Ricardo Mariano é graduado em Ciências Sociais pela Universidade de São Paulo, onde também realizou o mestrado e doutorado em Sociologia. Hoje, é professor na PUCRS. Entre suas obras, citamos Neopentecostais: Sociologia do novo pentecostalismo no Brasil (São Paulo: Edições Loyola, 2005).
Confira a entrevista.
IHU On-Line - Quais as principais transformações que o pentecostalismo promoveu no cenário religioso e social brasileiro?
Ricardo Mariano - Ao longo dos últimos cem anos, a expansão pentecostal no país contribuiu para transformar o campo religioso brasileiro, para consolidar o pluralismo religioso e para constituir um mercado religioso competitivo no país. O avanço pentecostal no Brasil contribuiu para intensificar o declínio numérico da Igreja Católica e da Umbanda e para “pentecostalizar” parte do protestantismo histórico e do próprio catolicismo. O chamado “avanço das seitas” pentecostais, nos termos do papa João Paulo II, e a formação do pluralismo religioso levaram a religião hegemônica a rever sua prédica e suas estratégias institucionais e a reavaliar sua relação com as demais religiões presentes em solo nacional, em detrimento do ecumenismo. O crescente evangelismo eletrônico pentecostal tem tido significativo impacto no mercado de comunicação de massa, sobretudo em função das iniciativas empresariais nessa área por parte da Igreja Universal e, em menor grau, da Internacional da Graça de Deus e da Renascer em Cristo, entre outras. Sua atuação tem se ampliado igualmente nos mercados editorial e fonográfico. O ativismo pentecostal na política partidária, por sua vez, tornou-se um elemento constitutivo da democracia brasileira nas últimas três décadas. A cada eleição, seus líderes pastorais, com raras exceções, procuram transformar seus rebanhos religiosos em rebanhos eleitorais, visando ampliar seu poder político, defender valores cristãos tradicionalistas e seus interesses institucionais na esfera pública stricto sensu. Tratam, portanto, de instrumentalizar a política partidária, justificando o ativismo político como recurso para defender suas bandeiras religiosas e corporativas. Por consequência, a cada eleição, esses religiosos se veem mais e mais instrumentalizados eleitoralmente por partidos e candidatos de todas as colorações ideológicas. Suas miríades de templos e pequenas congregações passaram a integrar o cenário urbano das cidades brasileiras, sobretudo de suas periferias.

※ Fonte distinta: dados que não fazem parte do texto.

//! Operation Evaluators
//!
//! One function per operation kind. Each re-checks the preconditions that
//! need ledger state and then mutates exactly the records the operation
//! names.
//!
//! # Architecture
//!
//! ```text
//! apply_operation(ctx, op)
//!     │
//!     ├── account     account_create, account_update, claim_account,
//!     │               create_claimed_account
//!     ├── comment     comment, comment_options, delete_comment
//!     ├── vote        vote
//!     ├── transfer    transfers, vesting, power down, savings
//!     ├── delegation  delegate_vesting_shares
//!     ├── reward      claim_reward_balance
//!     ├── witness     witness_update, witness_set_properties,
//!     │               account_witness_vote, account_witness_proxy
//!     ├── escrow      transfer, approve, dispute, release
//!     ├── recovery    recovery requests, decline voting rights, reset
//!     ├── custom      custom, custom_json, custom_binary
//!     └── proposal    create, vote, remove
//! ```
//!
//! # Design Principles
//!
//! - **Stateless checks are not repeated**: `Operation::validate` has
//!   already run by the time an evaluator is called
//! - **First failure wins**: a violated precondition returns at once and
//!   the enclosing undo session discards any partial writes
//! - **Closed dispatch**: `apply_operation` matches every variant, so a
//!   new operation does not compile until it has an evaluator

pub mod account;
pub mod comment;
pub mod custom;
pub mod delegation;
pub mod escrow;
pub mod proposal;
pub mod recovery;
pub mod reward;
pub mod transfer;
pub mod vote;
pub mod witness;

use tracing::trace;

use crate::ensure_eval;
use crate::execution::context::ApplyContext;
use crate::execution::errors::EvalResult;
use crate::protocol::constants::*;
use crate::protocol::{AccountName, Authority, AuthorityClass, Operation, TimePointSec};
use crate::storage::objects::OwnerAuthorityHistory;
use crate::storage::ChainState;

/// Applies one operation to the ledger.
pub fn apply_operation(ctx: &mut ApplyContext<'_>, op: &Operation) -> EvalResult<()> {
    trace!(
        block_num = ctx.block_num,
        op_in_trx = ctx.op_in_trx,
        op = op.name(),
        "evaluating operation"
    );
    match op {
        Operation::Vote(op) => vote::vote(ctx, op),
        Operation::Comment(op) => comment::comment(ctx, op),
        Operation::CommentOptions(op) => comment::comment_options(ctx, op),
        Operation::DeleteComment(op) => comment::delete_comment(ctx, op),

        Operation::Transfer(op) => transfer::transfer(ctx, op),
        Operation::TransferToVesting(op) => transfer::transfer_to_vesting(ctx, op),
        Operation::WithdrawVesting(op) => transfer::withdraw_vesting(ctx, op),
        Operation::SetWithdrawVestingRoute(op) => transfer::set_withdraw_vesting_route(ctx, op),
        Operation::TransferToSavings(op) => transfer::transfer_to_savings(ctx, op),
        Operation::TransferFromSavings(op) => transfer::transfer_from_savings(ctx, op),
        Operation::CancelTransferFromSavings(op) => transfer::cancel_transfer_from_savings(ctx, op),
        Operation::DelegateVestingShares(op) => delegation::delegate_vesting_shares(ctx, op),
        Operation::ClaimRewardBalance(op) => reward::claim_reward_balance(ctx, op),

        Operation::AccountCreate(op) => account::account_create(ctx, op),
        Operation::AccountUpdate(op) => account::account_update(ctx, op),
        Operation::ClaimAccount(op) => account::claim_account(ctx, op),
        Operation::CreateClaimedAccount(op) => account::create_claimed_account(ctx, op),

        Operation::WitnessUpdate(op) => witness::witness_update(ctx, op),
        Operation::WitnessSetProperties(op) => witness::witness_set_properties(ctx, op),
        Operation::AccountWitnessVote(op) => witness::account_witness_vote(ctx, op),
        Operation::AccountWitnessProxy(op) => witness::account_witness_proxy(ctx, op),

        Operation::EscrowTransfer(op) => escrow::escrow_transfer(ctx, op),
        Operation::EscrowApprove(op) => escrow::escrow_approve(ctx, op),
        Operation::EscrowDispute(op) => escrow::escrow_dispute(ctx, op),
        Operation::EscrowRelease(op) => escrow::escrow_release(ctx, op),

        Operation::RequestAccountRecovery(op) => recovery::request_account_recovery(ctx, op),
        Operation::RecoverAccount(op) => recovery::recover_account(ctx, op),
        Operation::ChangeRecoveryAccount(op) => recovery::change_recovery_account(ctx, op),
        Operation::DeclineVotingRights(op) => recovery::decline_voting_rights(ctx, op),
        Operation::ResetAccount(op) => recovery::reset_account(ctx, op),
        Operation::SetResetAccount(op) => recovery::set_reset_account(ctx, op),

        Operation::Custom(op) => custom::custom(ctx, op),
        Operation::CustomJson(op) => custom::custom_json(ctx, op),
        Operation::CustomBinary(op) => custom::custom_binary(ctx, op),

        Operation::CreateProposal(op) => proposal::create_proposal(ctx, op),
        Operation::UpdateProposalVotes(op) => proposal::update_proposal_votes(ctx, op),
        Operation::RemoveProposal(op) => proposal::remove_proposal(ctx, op),
    }
}

// =============================================================================
// SHARED CHECKS
// =============================================================================

/// Every account named inside `auth` must exist.
pub(crate) fn verify_authority_accounts_exist(
    state: &ChainState,
    auth: &Authority,
    op: &'static str,
    class: AuthorityClass,
) -> EvalResult<()> {
    for member in auth.account_auths.keys() {
        ensure_eval!(
            state.accounts.contains(member),
            op,
            "account {member} in {class} authority does not exist"
        );
    }
    Ok(())
}

pub(crate) fn validate_auth_size(auth: &Authority, op: &'static str) -> EvalResult<()> {
    let size = auth.num_auths();
    ensure_eval!(
        size <= MAX_AUTHORITY_MEMBERSHIP,
        op,
        "authority membership exceeded: max {MAX_AUTHORITY_MEMBERSHIP}, current {size}"
    );
    Ok(())
}

/// Replaces the owner authority, remembering the old one so it can still
/// be used to recover the account for a while.
pub(crate) fn update_owner_authority(
    state: &mut ChainState,
    account: &AccountName,
    owner: Authority,
    now: TimePointSec,
) -> EvalResult<()> {
    if state.head_block_num() >= OWNER_AUTH_HISTORY_TRACKING_START_BLOCK_NUM {
        let previous = state.authority(account)?.owner.clone();
        let id = state.owner_history.next_id();
        state.owner_history.insert(OwnerAuthorityHistory {
            id,
            account: account.clone(),
            previous_owner_authority: previous,
            last_valid_time: now,
        })?;
    }
    state.account_authorities.modify(account, |a| {
        a.owner = owner;
        a.last_owner_update = now;
    })?;
    Ok(())
}

#[cfg(test)]
pub(crate) mod test_support {
    //! A ledger with a handful of funded accounts and one witness, for
    //! driving evaluators directly.

    use crate::events::Notifier;
    use crate::execution::context::ApplyContext;
    use crate::execution::skip_flags::SkipFlags;
    use crate::protocol::constants::*;
    use crate::protocol::{
        AccountName, Asset, Authority, ChainId, HardforkSchedule, PublicKey, TimePointSec,
    };
    use crate::storage::objects::{Account, AccountAuthority, RewardFund, Witness};
    use crate::storage::ChainState;
    use crate::economics::curves::CurveId;

    pub const GENESIS: TimePointSec = TimePointSec(1_000_000);

    pub struct Fixture {
        pub state: ChainState,
        pub notifier: Notifier,
        pub hardforks: HardforkSchedule,
    }

    impl Fixture {
        pub fn new() -> Self {
            let mut state = ChainState::new();
            state.globals.modify(|g| {
                g.time = GENESIS;
                g.head_block_number = 10;
                g.current_witness = AccountName::from("alice");
            });
            state.hardforks.modify(|h| h.processed_hardforks.push(GENESIS));
            state
                .reward_funds
                .insert(RewardFund {
                    id: POST_REWARD_FUND_ID,
                    name: "post".into(),
                    reward_balance: Asset::liquid(0),
                    recent_claims: 0,
                    last_update: GENESIS,
                    content_constant: REWARD_CONSTANT,
                    percent_curation_rewards: 25 * PERCENT_1,
                    percent_content_rewards: PERCENT_100,
                    author_reward_curve: CurveId::Quadratic,
                    curation_reward_curve: CurveId::Linear,
                })
                .unwrap();
            let mut fixture = Self {
                state,
                notifier: Notifier::default(),
                hardforks: HardforkSchedule::new(GENESIS, &[]),
            };
            for name in [NULL_ACCOUNT, TEMP_ACCOUNT, TREASURY_ACCOUNT, REGENT_ACCOUNT] {
                fixture.add_account(name, 0);
            }
            for name in ["alice", "bob", "carol", "dave"] {
                fixture.add_account(name, 100_000);
            }
            fixture
                .state
                .witnesses
                .insert(Witness::new("alice".into(), key(1), GENESIS, GENESIS))
                .unwrap();
            fixture
        }

        pub fn add_account(&mut self, name: &str, balance: i64) {
            let mut account = Account::new(AccountName::from(name), key(0), GENESIS);
            account.balance = Asset::liquid(balance);
            self.state.accounts.insert(account).unwrap();
            self.state
                .account_authorities
                .insert(AccountAuthority {
                    account: AccountName::from(name),
                    owner: Authority::from_key(key(9)),
                    active: Authority::from_key(key(9)),
                    posting: Authority::from_key(key(9)),
                    last_owner_update: TimePointSec::MINIMUM,
                })
                .unwrap();
            self.state.globals.modify(|g| g.current_supply.amount += balance);
        }

        /// Gives `name` vesting shares at the default price, keeping the
        /// global totals consistent.
        pub fn add_vests(&mut self, name: &str, vests: i64) {
            let liquid = vests / (DEFAULT_VESTING_PRICE_VESTS / DEFAULT_VESTING_PRICE_LIQUID);
            self.state
                .accounts
                .modify(name, |a| {
                    a.vesting_shares.amount += vests;
                    a.voting_manabar.current_mana += vests;
                })
                .unwrap();
            self.state.globals.modify(|g| {
                g.total_vesting_shares.amount += vests;
                g.total_vesting_fund_liquid.amount += liquid;
                g.current_supply.amount += liquid;
            });
        }

        pub fn advance(&mut self, secs: u32) {
            self.state.globals.modify(|g| {
                g.time = g.time + secs;
                g.head_block_number += secs / BLOCK_INTERVAL;
            });
        }

        pub fn ctx(&mut self) -> ApplyContext<'_> {
            ApplyContext::new(
                &mut self.state,
                &mut self.notifier,
                &self.hardforks,
                ChainId::from_seed("test"),
                SkipFlags::NOTHING,
            )
        }
    }

    pub fn key(seed: u8) -> PublicKey {
        PublicKey([seed; 32])
    }
}

#[cfg(test)]
mod tests {
    use super::test_support::*;
    use super::*;
    use crate::protocol::operations::TransferOperation;
    use crate::protocol::{Asset, OperationKind};

    #[test]
    fn test_every_operation_kind_has_a_name() {
        let names: std::collections::BTreeSet<_> = OperationKind::ALL.iter().map(|k| k.name()).collect();
        assert_eq!(names.len(), OperationKind::ALL.len());
    }

    #[test]
    fn test_apply_operation_dispatches_transfer() {
        let mut f = Fixture::new();
        let op = Operation::from(TransferOperation {
            from: "alice".into(),
            to: "bob".into(),
            amount: Asset::liquid(1_000),
            memo: String::new(),
        });
        apply_operation(&mut f.ctx(), &op).unwrap();
        assert_eq!(f.state.account("alice").unwrap().balance.amount, 99_000);
        assert_eq!(f.state.account("bob").unwrap().balance.amount, 101_000);
    }

    #[test]
    fn test_update_owner_authority_keeps_history() {
        let mut f = Fixture::new();
        let alice = AccountName::from("alice");
        let old = f.state.authority("alice").unwrap().owner.clone();
        let new_owner = Authority::from_key(key(42));
        update_owner_authority(&mut f.state, &alice, new_owner.clone(), GENESIS).unwrap();

        assert_eq!(f.state.authority("alice").unwrap().owner, new_owner);
        let history: Vec<_> = f.state.owner_history.iter().collect();
        assert_eq!(history.len(), 1);
        assert_eq!(history[0].previous_owner_authority, old);
    }

    #[test]
    fn test_verify_authority_accounts_exist_rejects_unknown_member() {
        let f = Fixture::new();
        let mut auth = Authority::new(1);
        auth.add_account("nobody".into(), 1);
        let err = verify_authority_accounts_exist(&f.state, &auth, "test", AuthorityClass::Active);
        assert!(err.is_err());
    }
}
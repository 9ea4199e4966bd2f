//! Claiming pending author, curation and beneficiary rewards.
//!
//! Rewards accrue into `reward_liquid_balance` and `reward_vesting_balance`
//! at payout. Claimed vesting rewards move from the pending pool into the
//! vesting pool at the liquid value they were created with, so the share
//! price is unaffected by when a claim happens.

use tracing::debug;

use crate::economics::supply::{adjust_balance, adjust_reward_balance};
use crate::economics::vesting::{adjust_proxied_witness_votes, regenerate_and_add_mana};
use crate::ensure_eval;
use crate::execution::context::ApplyContext;
use crate::execution::errors::{EvalError, EvalResult};
use crate::protocol::operations::{ClaimRewardBalanceOperation, OperationBody};
use crate::protocol::Asset;

const OP: &str = ClaimRewardBalanceOperation::NAME;

/// Liquid value backing `claimed` of `balance` unclaimed reward shares.
/// Claiming everything releases all of `backing`, so no dust is stranded.
pub fn vesting_liquid_for_claim(claimed: i64, balance: i64, backing: i64) -> EvalResult<i64> {
    if claimed == balance {
        return Ok(backing);
    }
    if balance == 0 {
        return Ok(0);
    }
    let value = backing as i128 * claimed as i128 / balance as i128;
    i64::try_from(value).map_err(|_| EvalError::Overflow(format!("{backing} * {claimed} / {balance}")))
}

pub fn claim_reward_balance(ctx: &mut ApplyContext<'_>, op: &ClaimRewardBalanceOperation) -> EvalResult<()> {
    let now = ctx.now();
    let account = ctx.state.account(&op.account)?;
    ensure_eval!(
        op.reward_liquid.amount <= account.reward_liquid_balance.amount,
        OP,
        "cannot claim {} with a reward balance of {}",
        op.reward_liquid,
        account.reward_liquid_balance
    );
    ensure_eval!(
        op.reward_vests.amount <= account.reward_vesting_balance.amount,
        OP,
        "cannot claim {} with a reward balance of {}",
        op.reward_vests,
        account.reward_vesting_balance
    );
    let liquid_to_move = vesting_liquid_for_claim(
        op.reward_vests.amount,
        account.reward_vesting_balance.amount,
        account.reward_vesting_liquid.amount,
    )?;

    if op.reward_liquid.amount > 0 {
        adjust_reward_balance(ctx.state, &op.account, -op.reward_liquid, Asset::vests(0))?;
        adjust_balance(ctx.state, &op.account, op.reward_liquid)?;
    }

    if op.reward_vests.amount > 0 {
        let vests = op.reward_vests.amount;
        ctx.state.accounts.modify(&op.account, |a| {
            regenerate_and_add_mana(a, now, vests);
            a.vesting_shares.amount += vests;
            a.reward_vesting_balance.amount -= vests;
            a.reward_vesting_liquid.amount -= liquid_to_move;
        })?;
        ctx.state.globals.modify(|g| {
            g.total_vesting_shares.amount += vests;
            g.total_vesting_fund_liquid.amount += liquid_to_move;
            g.pending_rewarded_vesting_shares.amount -= vests;
            g.pending_rewarded_vesting_liquid.amount -= liquid_to_move;
        });
        adjust_proxied_witness_votes(ctx.state, &op.account, vests)?;
    }

    debug!(
        account = %op.account,
        liquid = %op.reward_liquid,
        vests = %op.reward_vests,
        "reward balance claimed"
    );
    Ok(())
}

#[cfg(test)]
mod tests {
    use super::super::test_support::*;
    use super::*;
    use crate::protocol::AccountName;

    /// Credits bob unclaimed rewards the way payout does.
    fn accrue(f: &mut Fixture, liquid: i64, vests: i64, backing: i64) {
        f.state
            .accounts
            .modify("bob", |a| {
                a.reward_liquid_balance.amount += liquid;
                a.reward_vesting_balance.amount += vests;
                a.reward_vesting_liquid.amount += backing;
            })
            .unwrap();
        f.state.globals.modify(|g| {
            g.pending_rewarded_vesting_shares.amount += vests;
            g.pending_rewarded_vesting_liquid.amount += backing;
        });
    }

    fn claim(f: &mut Fixture, liquid: i64, vests: i64) -> EvalResult<()> {
        claim_reward_balance(
            &mut f.ctx(),
            &ClaimRewardBalanceOperation {
                account: AccountName::from("bob"),
                reward_liquid: Asset::liquid(liquid),
                reward_vests: Asset::vests(vests),
            },
        )
    }

    #[test]
    fn test_claim_liquid_reward() {
        let mut f = Fixture::new();
        accrue(&mut f, 500, 0, 0);
        claim(&mut f, 200, 0).unwrap();
        let bob = f.state.account("bob").unwrap();
        assert_eq!(bob.balance.amount, 100_200);
        assert_eq!(bob.reward_liquid_balance.amount, 300);
    }

    #[test]
    fn test_claim_more_than_pending_rejected() {
        let mut f = Fixture::new();
        accrue(&mut f, 500, 1_000, 1);
        assert!(claim(&mut f, 501, 0).is_err());
        assert!(claim(&mut f, 0, 1_001).is_err());
    }

    #[test]
    fn test_partial_vesting_claim_moves_proportional_backing() {
        let mut f = Fixture::new();
        accrue(&mut f, 0, 3_000, 10);
        claim(&mut f, 0, 1_000).unwrap();

        let bob = f.state.account("bob").unwrap();
        assert_eq!(bob.vesting_shares.amount, 1_000);
        assert_eq!(bob.reward_vesting_balance.amount, 2_000);
        assert_eq!(bob.reward_vesting_liquid.amount, 7);
        let g = f.state.globals.get();
        assert_eq!(g.total_vesting_shares.amount, 1_000);
        assert_eq!(g.total_vesting_fund_liquid.amount, 3);
        assert_eq!(g.pending_rewarded_vesting_shares.amount, 2_000);
        assert_eq!(g.pending_rewarded_vesting_liquid.amount, 7);
    }

    #[test]
    fn test_full_vesting_claim_releases_all_backing() {
        let mut f = Fixture::new();
        accrue(&mut f, 0, 3_000, 10);
        claim(&mut f, 0, 3_000).unwrap();
        let bob = f.state.account("bob").unwrap();
        assert_eq!(bob.reward_vesting_liquid.amount, 0);
        assert_eq!(bob.voting_manabar.current_mana, 3_000);
        assert_eq!(f.state.globals.pending_rewarded_vesting_liquid.amount, 0);
    }

    #[test]
    fn test_vesting_liquid_for_claim_rounds_down() {
        assert_eq!(vesting_liquid_for_claim(1, 3, 10).unwrap(), 3);
        assert_eq!(vesting_liquid_for_claim(3, 3, 10).unwrap(), 10);
        assert_eq!(vesting_liquid_for_claim(0, 0, 0).unwrap(), 0);
    }
}
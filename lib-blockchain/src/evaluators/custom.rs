//! Custom data operations.
//!
//! The engine only bounds their size and signer count; the payload is left
//! to listeners, which see it through the operation notifications. Size
//! limits apply while producing, so blocks already accepted with larger
//! payloads still replay.

use crate::ensure_eval;
use crate::execution::context::ApplyContext;
use crate::execution::errors::EvalResult;
use crate::protocol::constants::{CUSTOM_OP_DATA_MAX_LENGTH, MAX_AUTHORITY_MEMBERSHIP};
use crate::protocol::operations::{
    CustomBinaryOperation, CustomJsonOperation, CustomOperation, OperationBody,
};

fn check_membership(op: &'static str, n: usize) -> EvalResult<()> {
    ensure_eval!(
        n <= MAX_AUTHORITY_MEMBERSHIP,
        op,
        "authority membership exceeded: max {MAX_AUTHORITY_MEMBERSHIP}, current {n}"
    );
    Ok(())
}

fn check_data_len(ctx: &ApplyContext<'_>, op: &'static str, len: usize) -> EvalResult<()> {
    if ctx.is_producing {
        ensure_eval!(
            len <= CUSTOM_OP_DATA_MAX_LENGTH,
            op,
            "operation data must be less than {CUSTOM_OP_DATA_MAX_LENGTH} bytes"
        );
    }
    Ok(())
}

pub fn custom(ctx: &mut ApplyContext<'_>, op: &CustomOperation) -> EvalResult<()> {
    check_data_len(ctx, CustomOperation::NAME, op.data.len())?;
    check_membership(CustomOperation::NAME, op.required_auths.len())
}

pub fn custom_json(ctx: &mut ApplyContext<'_>, op: &CustomJsonOperation) -> EvalResult<()> {
    check_data_len(ctx, CustomJsonOperation::NAME, op.json.len())?;
    check_membership(
        CustomJsonOperation::NAME,
        op.required_auths.len() + op.required_posting_auths.len(),
    )
}

/// Deprecated: rejected in new blocks, accepted on replay.
pub fn custom_binary(ctx: &mut ApplyContext<'_>, op: &CustomBinaryOperation) -> EvalResult<()> {
    const OP: &str = CustomBinaryOperation::NAME;
    if ctx.is_producing {
        check_data_len(ctx, OP, op.data.len())?;
        ensure_eval!(false, OP, "custom_binary_operation is deprecated");
    }
    let n = op.required_owner_auths.len()
        + op.required_active_auths.len()
        + op.required_posting_auths.len()
        + op.required_auths.iter().map(|a| a.num_auths()).sum::<usize>();
    check_membership(OP, n)
}

#[cfg(test)]
mod tests {
    use super::super::test_support::*;
    use super::*;
    use crate::protocol::AccountName;
    use std::collections::BTreeSet;

    fn signers(n: usize) -> BTreeSet<AccountName> {
        (0..n).map(|i| AccountName::from(format!("user{i:03}"))).collect()
    }

    #[test]
    fn test_custom_data_limit_only_when_producing() {
        let mut f = Fixture::new();
        let op = CustomOperation {
            required_auths: signers(1),
            id: 1,
            data: vec![0; CUSTOM_OP_DATA_MAX_LENGTH + 1],
        };
        custom(&mut f.ctx(), &op).unwrap();

        let mut ctx = f.ctx();
        ctx.is_producing = true;
        assert!(custom(&mut ctx, &op).is_err());
    }

    #[test]
    fn test_custom_json_membership_limit() {
        let mut f = Fixture::new();
        let mut op = CustomJsonOperation {
            required_auths: signers(MAX_AUTHORITY_MEMBERSHIP),
            required_posting_auths: BTreeSet::new(),
            id: "follow".into(),
            json: "{}".into(),
        };
        custom_json(&mut f.ctx(), &op).unwrap();
        op.required_posting_auths.insert("bob".into());
        assert!(custom_json(&mut f.ctx(), &op).is_err());
    }

    #[test]
    fn test_custom_binary_rejected_when_producing() {
        let mut f = Fixture::new();
        let op = CustomBinaryOperation {
            required_owner_auths: BTreeSet::new(),
            required_active_auths: signers(1),
            required_posting_auths: BTreeSet::new(),
            required_auths: Vec::new(),
            id: "legacy".into(),
            data: vec![1, 2, 3],
        };
        custom_binary(&mut f.ctx(), &op).unwrap();
        let mut ctx = f.ctx();
        ctx.is_producing = true;
        assert!(custom_binary(&mut ctx, &op).is_err());
    }
}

IHU On-Line - Quais os maiores limites e desafios do pentecostalismo hoje, cem anos após seu surgimento no país?
Ricardo Mariano - Depois de um século de presença no país, o pentecostalismo prossegue crescendo majoritariamente na base da pirâmide social, isto é, na pobreza. Embora contenha um contingente de classe média, recruta a maioria de seus adeptos entre os pobres das periferias urbanas. Um de seus principais desafios, portanto, consiste em tornar-se atraente para as classes médias e mais escolarizadas. Nesse terreno, porém, enfrenta uma série de adversários religiosos mais bem-sucedidos, uma vez que as preferências religiosas das classes médias recaem sobre o catolicismo, o kardecismo, o protestantismo histórico, o esoterismo, entre outras. Sua estreita base social circunscrita às classes populares faz com que o pentecostalismo, não obstante sua vertiginosa expansão numérica e seu crescente poder político e midiático, mantenha-se numa posição claramente subordinada no campo religioso brasileiro. Seu baixo prestígio social deriva igualmente de seu relativo sectarismo e de sua crença na posse exclusiva do monopólio dos bens de salvação ou da verdade divina. Modos de ser e de pensar que se chocam com traços básicos da modernidade.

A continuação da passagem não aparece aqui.